Look for "labels" in each line of the entries, and return the matching lines.

[Collected data]
******

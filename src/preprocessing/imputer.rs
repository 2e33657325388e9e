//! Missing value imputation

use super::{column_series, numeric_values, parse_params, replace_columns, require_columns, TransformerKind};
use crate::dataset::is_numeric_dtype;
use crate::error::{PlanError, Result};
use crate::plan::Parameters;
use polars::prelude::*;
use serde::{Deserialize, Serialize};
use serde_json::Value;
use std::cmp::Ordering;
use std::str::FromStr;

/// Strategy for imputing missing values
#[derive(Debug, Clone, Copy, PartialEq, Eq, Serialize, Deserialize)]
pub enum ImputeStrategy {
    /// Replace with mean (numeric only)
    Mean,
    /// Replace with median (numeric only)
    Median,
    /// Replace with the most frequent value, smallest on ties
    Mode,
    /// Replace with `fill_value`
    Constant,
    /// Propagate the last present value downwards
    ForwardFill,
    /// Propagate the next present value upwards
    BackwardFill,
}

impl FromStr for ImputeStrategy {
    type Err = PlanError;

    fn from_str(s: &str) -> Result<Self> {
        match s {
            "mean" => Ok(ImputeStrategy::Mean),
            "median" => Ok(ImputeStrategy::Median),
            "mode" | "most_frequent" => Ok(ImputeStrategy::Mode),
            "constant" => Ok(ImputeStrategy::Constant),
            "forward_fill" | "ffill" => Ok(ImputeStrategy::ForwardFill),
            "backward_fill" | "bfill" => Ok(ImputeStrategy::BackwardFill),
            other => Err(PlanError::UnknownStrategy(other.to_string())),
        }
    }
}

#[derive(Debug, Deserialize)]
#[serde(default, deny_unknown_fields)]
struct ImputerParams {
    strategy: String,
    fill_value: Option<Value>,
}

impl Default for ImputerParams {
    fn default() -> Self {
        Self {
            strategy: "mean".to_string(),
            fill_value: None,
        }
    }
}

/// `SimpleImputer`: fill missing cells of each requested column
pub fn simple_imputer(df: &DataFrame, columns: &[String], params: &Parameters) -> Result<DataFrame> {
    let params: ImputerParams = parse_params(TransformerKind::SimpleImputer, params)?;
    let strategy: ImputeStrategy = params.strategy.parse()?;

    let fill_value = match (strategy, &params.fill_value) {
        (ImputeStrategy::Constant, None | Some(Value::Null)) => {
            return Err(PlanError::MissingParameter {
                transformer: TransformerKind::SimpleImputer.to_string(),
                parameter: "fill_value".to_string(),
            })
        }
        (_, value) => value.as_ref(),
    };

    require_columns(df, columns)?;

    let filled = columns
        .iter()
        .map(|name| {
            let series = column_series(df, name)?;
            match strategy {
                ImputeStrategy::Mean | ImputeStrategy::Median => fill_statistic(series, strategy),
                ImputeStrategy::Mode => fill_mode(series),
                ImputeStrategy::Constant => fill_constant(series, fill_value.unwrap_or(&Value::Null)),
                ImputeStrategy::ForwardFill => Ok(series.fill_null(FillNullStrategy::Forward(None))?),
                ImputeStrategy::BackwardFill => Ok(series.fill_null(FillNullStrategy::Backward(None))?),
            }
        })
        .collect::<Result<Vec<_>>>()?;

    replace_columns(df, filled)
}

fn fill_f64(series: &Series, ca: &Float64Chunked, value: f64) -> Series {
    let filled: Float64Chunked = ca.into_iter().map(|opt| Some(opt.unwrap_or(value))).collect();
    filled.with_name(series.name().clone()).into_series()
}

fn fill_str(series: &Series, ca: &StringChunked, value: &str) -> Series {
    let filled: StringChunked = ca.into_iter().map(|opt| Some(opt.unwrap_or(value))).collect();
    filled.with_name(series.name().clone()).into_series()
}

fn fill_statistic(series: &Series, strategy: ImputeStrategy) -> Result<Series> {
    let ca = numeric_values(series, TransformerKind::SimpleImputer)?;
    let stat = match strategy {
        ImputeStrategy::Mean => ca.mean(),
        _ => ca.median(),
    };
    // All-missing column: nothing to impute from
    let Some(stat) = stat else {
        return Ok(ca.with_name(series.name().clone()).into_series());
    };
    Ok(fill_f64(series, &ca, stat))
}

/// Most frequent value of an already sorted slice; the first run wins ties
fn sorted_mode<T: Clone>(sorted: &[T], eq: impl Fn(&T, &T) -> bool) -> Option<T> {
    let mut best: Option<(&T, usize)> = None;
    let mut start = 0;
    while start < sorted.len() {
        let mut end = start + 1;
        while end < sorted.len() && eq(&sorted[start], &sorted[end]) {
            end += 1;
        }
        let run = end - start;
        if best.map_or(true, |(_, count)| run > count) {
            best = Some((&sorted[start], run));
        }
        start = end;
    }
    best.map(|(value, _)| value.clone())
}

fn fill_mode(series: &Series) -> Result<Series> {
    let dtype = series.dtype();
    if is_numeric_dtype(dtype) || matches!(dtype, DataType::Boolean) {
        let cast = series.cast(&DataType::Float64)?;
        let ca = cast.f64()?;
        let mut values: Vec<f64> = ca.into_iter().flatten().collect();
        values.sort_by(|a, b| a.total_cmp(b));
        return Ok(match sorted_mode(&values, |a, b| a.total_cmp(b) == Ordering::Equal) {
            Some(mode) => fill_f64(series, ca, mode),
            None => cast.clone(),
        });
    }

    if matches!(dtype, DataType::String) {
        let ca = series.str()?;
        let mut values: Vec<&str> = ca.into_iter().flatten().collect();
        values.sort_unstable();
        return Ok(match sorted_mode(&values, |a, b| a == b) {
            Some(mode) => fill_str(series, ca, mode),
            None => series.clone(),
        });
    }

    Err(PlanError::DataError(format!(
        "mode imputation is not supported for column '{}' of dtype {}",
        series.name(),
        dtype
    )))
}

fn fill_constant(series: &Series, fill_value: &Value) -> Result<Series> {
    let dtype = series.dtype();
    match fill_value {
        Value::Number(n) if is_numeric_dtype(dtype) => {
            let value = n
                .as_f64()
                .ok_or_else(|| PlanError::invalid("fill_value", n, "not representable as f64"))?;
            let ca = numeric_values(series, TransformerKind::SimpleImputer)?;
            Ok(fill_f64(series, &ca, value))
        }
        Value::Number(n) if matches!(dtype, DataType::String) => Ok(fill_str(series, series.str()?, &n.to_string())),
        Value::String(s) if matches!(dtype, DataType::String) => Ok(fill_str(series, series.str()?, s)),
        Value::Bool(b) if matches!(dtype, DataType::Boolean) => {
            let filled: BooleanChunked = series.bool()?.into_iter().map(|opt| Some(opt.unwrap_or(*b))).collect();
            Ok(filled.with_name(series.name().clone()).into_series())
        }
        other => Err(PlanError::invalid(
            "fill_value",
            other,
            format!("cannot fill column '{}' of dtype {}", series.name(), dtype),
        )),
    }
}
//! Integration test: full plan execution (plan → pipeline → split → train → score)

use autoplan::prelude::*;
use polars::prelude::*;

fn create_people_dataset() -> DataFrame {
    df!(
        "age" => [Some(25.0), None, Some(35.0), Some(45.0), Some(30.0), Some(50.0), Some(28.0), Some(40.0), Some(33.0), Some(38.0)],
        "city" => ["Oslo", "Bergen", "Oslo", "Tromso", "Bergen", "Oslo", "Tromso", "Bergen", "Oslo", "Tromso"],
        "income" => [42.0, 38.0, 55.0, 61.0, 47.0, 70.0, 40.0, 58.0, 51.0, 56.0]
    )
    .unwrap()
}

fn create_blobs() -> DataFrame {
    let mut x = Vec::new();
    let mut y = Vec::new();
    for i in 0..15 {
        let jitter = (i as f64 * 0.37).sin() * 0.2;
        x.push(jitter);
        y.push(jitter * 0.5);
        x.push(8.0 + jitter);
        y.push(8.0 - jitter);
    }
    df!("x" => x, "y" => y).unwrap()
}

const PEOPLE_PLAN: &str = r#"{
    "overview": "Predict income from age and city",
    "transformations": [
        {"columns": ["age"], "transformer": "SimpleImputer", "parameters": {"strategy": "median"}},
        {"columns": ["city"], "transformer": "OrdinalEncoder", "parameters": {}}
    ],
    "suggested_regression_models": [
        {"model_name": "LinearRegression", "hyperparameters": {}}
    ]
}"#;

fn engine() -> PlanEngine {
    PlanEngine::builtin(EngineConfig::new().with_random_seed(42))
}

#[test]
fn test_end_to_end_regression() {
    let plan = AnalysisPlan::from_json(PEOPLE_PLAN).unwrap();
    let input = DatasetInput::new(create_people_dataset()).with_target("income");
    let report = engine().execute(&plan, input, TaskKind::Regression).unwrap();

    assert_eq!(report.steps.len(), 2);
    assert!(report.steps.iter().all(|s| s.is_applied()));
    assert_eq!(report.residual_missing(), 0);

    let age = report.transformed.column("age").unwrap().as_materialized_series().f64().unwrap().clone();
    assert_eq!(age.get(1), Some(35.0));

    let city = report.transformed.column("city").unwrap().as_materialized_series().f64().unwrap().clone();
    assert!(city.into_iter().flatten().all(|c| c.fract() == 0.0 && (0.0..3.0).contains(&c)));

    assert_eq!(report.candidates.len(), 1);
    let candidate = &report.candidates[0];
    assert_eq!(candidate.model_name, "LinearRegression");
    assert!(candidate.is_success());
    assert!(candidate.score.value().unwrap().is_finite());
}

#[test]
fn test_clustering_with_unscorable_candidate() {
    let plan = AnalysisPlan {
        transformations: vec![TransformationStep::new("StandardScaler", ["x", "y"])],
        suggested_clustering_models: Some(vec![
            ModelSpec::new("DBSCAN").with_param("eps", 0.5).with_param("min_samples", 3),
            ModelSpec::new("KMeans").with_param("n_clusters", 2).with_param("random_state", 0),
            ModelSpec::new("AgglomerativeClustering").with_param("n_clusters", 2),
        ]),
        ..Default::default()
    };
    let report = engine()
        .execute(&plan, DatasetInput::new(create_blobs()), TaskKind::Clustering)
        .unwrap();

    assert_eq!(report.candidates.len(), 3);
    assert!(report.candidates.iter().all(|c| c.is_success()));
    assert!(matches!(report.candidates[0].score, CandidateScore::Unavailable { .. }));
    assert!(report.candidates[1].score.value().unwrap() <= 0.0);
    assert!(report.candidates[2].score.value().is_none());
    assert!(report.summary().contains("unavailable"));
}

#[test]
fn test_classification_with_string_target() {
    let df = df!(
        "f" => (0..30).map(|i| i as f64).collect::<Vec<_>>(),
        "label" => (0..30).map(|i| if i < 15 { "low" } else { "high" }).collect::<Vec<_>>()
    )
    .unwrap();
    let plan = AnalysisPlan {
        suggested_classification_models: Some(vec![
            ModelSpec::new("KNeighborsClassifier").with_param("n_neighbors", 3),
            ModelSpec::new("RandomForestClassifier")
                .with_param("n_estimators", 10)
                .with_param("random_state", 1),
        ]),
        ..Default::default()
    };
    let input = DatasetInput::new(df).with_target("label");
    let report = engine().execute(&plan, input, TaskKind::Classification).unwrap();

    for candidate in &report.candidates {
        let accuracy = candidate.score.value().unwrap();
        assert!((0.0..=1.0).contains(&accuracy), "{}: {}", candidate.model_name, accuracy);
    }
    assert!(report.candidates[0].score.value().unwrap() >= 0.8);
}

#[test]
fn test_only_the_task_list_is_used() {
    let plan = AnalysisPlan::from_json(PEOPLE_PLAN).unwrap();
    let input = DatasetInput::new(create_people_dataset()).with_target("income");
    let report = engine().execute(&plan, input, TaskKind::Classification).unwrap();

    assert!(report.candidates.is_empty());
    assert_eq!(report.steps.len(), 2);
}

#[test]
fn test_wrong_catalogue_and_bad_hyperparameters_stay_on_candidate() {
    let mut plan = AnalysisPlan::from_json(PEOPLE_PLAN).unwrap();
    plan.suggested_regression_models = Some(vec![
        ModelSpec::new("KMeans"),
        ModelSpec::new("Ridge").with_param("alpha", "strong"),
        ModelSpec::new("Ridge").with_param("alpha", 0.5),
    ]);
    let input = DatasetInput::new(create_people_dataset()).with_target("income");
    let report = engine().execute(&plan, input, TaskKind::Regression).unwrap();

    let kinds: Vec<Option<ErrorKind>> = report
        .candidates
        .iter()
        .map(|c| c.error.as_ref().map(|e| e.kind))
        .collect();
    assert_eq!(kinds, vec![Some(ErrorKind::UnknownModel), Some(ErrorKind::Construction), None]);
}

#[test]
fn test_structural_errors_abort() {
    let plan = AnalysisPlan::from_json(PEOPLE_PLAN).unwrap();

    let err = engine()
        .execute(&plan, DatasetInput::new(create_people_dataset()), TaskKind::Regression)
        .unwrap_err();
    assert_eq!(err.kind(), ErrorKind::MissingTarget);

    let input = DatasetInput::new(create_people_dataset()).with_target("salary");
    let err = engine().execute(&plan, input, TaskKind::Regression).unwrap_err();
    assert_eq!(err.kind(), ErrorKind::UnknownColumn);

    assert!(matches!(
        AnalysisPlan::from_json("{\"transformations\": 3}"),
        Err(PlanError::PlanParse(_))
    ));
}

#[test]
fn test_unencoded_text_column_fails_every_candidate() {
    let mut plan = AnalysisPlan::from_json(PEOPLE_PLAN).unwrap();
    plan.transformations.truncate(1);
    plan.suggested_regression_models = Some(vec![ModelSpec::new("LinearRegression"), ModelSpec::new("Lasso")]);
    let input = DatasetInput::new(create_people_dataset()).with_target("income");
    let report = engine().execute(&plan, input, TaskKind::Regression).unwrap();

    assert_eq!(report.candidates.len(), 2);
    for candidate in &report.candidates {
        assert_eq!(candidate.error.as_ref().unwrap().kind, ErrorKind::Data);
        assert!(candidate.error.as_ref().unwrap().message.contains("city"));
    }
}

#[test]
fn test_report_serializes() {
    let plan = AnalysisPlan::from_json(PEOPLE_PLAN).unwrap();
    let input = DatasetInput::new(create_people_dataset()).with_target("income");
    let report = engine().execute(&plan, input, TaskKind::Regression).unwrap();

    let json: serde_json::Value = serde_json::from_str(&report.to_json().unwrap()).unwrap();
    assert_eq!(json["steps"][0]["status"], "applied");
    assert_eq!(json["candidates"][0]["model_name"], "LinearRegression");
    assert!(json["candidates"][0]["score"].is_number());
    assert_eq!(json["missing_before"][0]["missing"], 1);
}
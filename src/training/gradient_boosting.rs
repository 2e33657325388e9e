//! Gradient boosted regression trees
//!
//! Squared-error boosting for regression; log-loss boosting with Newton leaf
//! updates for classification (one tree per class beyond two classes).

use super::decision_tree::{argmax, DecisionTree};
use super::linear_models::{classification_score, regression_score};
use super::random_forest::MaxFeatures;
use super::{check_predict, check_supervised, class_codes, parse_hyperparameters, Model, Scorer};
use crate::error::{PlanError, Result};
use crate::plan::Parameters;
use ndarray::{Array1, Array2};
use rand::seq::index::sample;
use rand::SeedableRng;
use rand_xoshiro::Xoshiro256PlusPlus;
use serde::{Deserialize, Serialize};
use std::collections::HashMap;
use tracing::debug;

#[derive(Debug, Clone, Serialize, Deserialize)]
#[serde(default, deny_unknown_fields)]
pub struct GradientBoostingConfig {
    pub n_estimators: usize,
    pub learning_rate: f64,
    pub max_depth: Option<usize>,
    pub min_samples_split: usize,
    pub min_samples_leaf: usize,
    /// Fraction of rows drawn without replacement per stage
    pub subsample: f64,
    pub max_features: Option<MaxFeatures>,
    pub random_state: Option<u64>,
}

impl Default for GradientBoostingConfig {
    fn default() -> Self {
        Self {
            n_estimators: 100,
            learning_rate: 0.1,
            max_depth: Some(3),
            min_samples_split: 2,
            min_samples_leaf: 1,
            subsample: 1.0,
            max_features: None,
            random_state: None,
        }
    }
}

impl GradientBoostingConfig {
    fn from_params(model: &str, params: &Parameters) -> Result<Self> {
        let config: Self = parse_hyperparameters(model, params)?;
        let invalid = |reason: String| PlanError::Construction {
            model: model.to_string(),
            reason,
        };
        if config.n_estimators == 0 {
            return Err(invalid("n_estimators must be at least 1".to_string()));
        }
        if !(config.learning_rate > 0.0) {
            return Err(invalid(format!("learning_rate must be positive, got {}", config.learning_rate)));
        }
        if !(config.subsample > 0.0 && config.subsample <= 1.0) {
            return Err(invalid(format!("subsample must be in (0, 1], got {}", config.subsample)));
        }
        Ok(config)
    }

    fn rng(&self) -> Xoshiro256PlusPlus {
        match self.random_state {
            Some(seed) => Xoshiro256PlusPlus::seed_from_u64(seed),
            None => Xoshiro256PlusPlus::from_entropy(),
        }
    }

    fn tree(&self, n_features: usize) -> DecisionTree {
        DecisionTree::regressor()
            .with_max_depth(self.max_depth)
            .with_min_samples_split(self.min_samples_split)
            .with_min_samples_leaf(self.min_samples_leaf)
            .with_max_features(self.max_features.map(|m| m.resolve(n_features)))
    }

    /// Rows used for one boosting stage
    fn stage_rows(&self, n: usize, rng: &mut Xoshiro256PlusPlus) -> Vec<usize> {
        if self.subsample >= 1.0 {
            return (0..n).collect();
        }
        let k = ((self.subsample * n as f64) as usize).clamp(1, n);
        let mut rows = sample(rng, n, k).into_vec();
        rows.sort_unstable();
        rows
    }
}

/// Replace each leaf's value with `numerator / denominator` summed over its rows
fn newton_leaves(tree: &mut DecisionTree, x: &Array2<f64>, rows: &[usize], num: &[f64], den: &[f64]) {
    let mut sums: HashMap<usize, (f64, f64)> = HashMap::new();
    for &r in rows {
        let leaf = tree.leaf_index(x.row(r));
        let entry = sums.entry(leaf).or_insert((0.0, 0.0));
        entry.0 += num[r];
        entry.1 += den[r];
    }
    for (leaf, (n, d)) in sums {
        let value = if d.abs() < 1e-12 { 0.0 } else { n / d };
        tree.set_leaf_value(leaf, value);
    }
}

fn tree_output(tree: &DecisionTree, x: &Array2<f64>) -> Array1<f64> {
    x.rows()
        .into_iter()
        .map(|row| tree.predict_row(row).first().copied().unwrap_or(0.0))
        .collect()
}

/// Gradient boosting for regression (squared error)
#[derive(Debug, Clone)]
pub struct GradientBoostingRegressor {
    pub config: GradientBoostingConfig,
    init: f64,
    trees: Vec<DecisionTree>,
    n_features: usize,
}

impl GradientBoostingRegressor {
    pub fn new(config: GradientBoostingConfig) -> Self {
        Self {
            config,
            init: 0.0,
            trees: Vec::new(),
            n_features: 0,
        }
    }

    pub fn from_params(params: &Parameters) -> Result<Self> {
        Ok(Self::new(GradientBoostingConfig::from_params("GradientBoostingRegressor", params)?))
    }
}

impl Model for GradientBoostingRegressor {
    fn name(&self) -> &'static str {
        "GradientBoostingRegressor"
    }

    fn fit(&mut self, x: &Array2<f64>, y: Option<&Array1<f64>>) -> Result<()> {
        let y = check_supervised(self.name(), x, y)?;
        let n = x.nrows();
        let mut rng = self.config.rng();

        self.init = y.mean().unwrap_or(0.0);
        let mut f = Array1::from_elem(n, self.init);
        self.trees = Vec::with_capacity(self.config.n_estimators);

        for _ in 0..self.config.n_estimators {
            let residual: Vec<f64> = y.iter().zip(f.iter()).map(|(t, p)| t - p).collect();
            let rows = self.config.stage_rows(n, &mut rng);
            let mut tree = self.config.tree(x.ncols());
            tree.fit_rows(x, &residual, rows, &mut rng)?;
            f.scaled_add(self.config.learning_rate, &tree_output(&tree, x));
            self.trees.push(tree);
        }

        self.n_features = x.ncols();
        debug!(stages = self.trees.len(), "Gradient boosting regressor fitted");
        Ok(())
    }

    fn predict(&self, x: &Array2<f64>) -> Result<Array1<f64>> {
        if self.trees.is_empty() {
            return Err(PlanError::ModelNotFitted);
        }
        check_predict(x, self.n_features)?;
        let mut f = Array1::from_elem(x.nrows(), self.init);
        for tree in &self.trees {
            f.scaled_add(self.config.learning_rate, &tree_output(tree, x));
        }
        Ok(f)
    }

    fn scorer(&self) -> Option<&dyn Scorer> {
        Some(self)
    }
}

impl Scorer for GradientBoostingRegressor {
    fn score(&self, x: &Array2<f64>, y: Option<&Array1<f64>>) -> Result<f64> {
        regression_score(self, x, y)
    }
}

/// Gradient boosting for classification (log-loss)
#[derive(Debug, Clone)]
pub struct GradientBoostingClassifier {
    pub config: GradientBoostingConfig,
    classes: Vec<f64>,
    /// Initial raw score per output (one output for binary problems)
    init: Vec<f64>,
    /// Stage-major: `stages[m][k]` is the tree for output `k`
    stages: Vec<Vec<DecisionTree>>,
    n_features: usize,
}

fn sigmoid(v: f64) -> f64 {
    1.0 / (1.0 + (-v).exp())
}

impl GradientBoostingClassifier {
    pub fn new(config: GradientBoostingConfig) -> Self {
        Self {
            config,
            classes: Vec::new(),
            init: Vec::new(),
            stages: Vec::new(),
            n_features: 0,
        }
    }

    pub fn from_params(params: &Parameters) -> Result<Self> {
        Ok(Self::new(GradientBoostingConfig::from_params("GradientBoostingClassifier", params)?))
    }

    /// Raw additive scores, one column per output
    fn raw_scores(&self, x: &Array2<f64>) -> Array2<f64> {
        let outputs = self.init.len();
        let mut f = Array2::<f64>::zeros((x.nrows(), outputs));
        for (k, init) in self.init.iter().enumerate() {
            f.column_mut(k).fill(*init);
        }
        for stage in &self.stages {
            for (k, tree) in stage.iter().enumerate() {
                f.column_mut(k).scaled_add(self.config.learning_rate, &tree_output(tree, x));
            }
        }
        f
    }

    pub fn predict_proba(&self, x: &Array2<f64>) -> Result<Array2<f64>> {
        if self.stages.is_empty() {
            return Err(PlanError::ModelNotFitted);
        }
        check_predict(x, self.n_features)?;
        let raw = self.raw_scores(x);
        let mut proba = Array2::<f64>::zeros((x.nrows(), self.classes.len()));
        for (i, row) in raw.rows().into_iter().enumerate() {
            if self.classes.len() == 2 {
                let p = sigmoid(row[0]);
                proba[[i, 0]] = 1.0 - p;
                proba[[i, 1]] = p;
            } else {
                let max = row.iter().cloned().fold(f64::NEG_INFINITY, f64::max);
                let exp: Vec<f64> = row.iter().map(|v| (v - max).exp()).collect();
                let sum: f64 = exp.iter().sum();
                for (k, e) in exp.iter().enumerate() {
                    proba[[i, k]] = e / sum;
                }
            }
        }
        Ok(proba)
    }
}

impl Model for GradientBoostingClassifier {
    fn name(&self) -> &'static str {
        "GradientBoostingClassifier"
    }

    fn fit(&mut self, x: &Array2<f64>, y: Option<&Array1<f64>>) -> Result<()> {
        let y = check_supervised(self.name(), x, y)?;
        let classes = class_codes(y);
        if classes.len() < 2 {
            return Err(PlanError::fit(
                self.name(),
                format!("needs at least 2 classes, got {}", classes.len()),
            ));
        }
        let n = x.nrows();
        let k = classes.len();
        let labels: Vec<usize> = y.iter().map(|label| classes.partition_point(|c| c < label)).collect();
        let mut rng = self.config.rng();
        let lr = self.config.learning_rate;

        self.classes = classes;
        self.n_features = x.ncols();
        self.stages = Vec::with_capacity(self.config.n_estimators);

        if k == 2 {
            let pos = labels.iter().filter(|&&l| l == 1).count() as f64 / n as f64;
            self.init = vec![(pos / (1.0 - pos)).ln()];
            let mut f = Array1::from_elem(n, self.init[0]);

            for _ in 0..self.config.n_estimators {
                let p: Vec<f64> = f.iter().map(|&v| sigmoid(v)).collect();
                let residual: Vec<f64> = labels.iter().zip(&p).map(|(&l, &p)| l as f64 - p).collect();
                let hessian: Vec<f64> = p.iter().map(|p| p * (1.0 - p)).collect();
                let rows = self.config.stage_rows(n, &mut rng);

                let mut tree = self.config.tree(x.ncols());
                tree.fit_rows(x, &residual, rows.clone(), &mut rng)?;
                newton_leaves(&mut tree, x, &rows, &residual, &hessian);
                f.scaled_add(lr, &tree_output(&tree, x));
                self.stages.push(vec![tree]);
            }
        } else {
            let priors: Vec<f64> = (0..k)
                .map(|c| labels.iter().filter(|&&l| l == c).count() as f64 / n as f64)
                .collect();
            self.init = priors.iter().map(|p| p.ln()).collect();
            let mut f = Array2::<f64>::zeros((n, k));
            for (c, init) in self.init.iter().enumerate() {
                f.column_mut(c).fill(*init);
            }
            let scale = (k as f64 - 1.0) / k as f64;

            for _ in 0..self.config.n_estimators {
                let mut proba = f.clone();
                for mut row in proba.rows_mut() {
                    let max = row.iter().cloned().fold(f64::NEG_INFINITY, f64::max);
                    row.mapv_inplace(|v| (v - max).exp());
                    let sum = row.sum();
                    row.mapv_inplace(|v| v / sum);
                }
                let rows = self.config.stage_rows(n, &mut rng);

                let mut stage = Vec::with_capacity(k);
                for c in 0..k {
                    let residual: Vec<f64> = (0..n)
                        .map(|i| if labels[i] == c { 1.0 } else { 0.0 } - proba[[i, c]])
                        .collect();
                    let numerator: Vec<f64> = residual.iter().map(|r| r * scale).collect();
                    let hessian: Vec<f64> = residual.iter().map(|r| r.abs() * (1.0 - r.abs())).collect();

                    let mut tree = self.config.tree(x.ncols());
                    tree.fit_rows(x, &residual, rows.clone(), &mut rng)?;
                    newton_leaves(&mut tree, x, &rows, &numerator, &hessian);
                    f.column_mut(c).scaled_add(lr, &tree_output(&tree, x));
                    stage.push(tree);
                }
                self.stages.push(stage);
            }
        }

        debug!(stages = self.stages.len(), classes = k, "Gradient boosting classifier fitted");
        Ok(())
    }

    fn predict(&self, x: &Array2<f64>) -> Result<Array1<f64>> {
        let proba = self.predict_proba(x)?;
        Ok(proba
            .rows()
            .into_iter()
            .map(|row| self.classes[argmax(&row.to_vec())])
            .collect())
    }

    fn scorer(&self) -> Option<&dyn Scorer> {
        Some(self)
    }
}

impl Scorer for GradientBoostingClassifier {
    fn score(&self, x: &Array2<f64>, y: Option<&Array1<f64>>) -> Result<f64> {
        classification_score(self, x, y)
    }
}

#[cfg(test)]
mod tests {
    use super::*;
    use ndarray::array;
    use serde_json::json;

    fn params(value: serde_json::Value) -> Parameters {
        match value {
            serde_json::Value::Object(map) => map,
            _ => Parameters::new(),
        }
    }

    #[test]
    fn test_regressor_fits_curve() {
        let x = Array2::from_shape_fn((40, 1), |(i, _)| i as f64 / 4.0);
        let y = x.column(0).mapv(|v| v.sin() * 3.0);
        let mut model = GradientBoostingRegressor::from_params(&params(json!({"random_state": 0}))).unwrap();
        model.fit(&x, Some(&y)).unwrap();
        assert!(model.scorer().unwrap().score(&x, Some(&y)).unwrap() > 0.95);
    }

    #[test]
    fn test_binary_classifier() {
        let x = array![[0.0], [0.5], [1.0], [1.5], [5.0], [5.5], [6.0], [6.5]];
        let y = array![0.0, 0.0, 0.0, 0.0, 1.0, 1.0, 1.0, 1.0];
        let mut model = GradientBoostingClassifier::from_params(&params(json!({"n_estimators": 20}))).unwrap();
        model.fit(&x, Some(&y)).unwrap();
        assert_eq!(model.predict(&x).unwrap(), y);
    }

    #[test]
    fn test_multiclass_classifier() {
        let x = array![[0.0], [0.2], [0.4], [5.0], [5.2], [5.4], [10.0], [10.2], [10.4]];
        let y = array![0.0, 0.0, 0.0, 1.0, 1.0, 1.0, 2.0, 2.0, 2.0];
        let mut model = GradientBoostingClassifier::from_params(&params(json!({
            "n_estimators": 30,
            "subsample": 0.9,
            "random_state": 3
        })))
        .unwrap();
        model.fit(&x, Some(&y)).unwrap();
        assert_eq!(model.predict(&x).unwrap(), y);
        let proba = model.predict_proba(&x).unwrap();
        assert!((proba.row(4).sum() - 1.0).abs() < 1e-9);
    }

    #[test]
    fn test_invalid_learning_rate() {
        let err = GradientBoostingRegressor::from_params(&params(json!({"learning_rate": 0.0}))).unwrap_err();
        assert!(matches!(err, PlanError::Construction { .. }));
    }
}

******

#### [ANSWER TO THIS TASK]
        let labels: Vec<usize> = y.iter().map(|label| classes.partition_point(|c| c < label)).collect();
            let pos = labels.iter().filter(|&&l| l == 1).count() as f64 / n as f64;
                let residual: Vec<f64> = labels.iter().zip(&p).map(|(&l, &p)| l as f64 - p).collect();
                .map(|c| labels.iter().filter(|&&l| l == c).count() as f64 / n as f64)
                        .map(|i| if labels[i] == c { 1.0 } else { 0.0 } - proba[[i, c]])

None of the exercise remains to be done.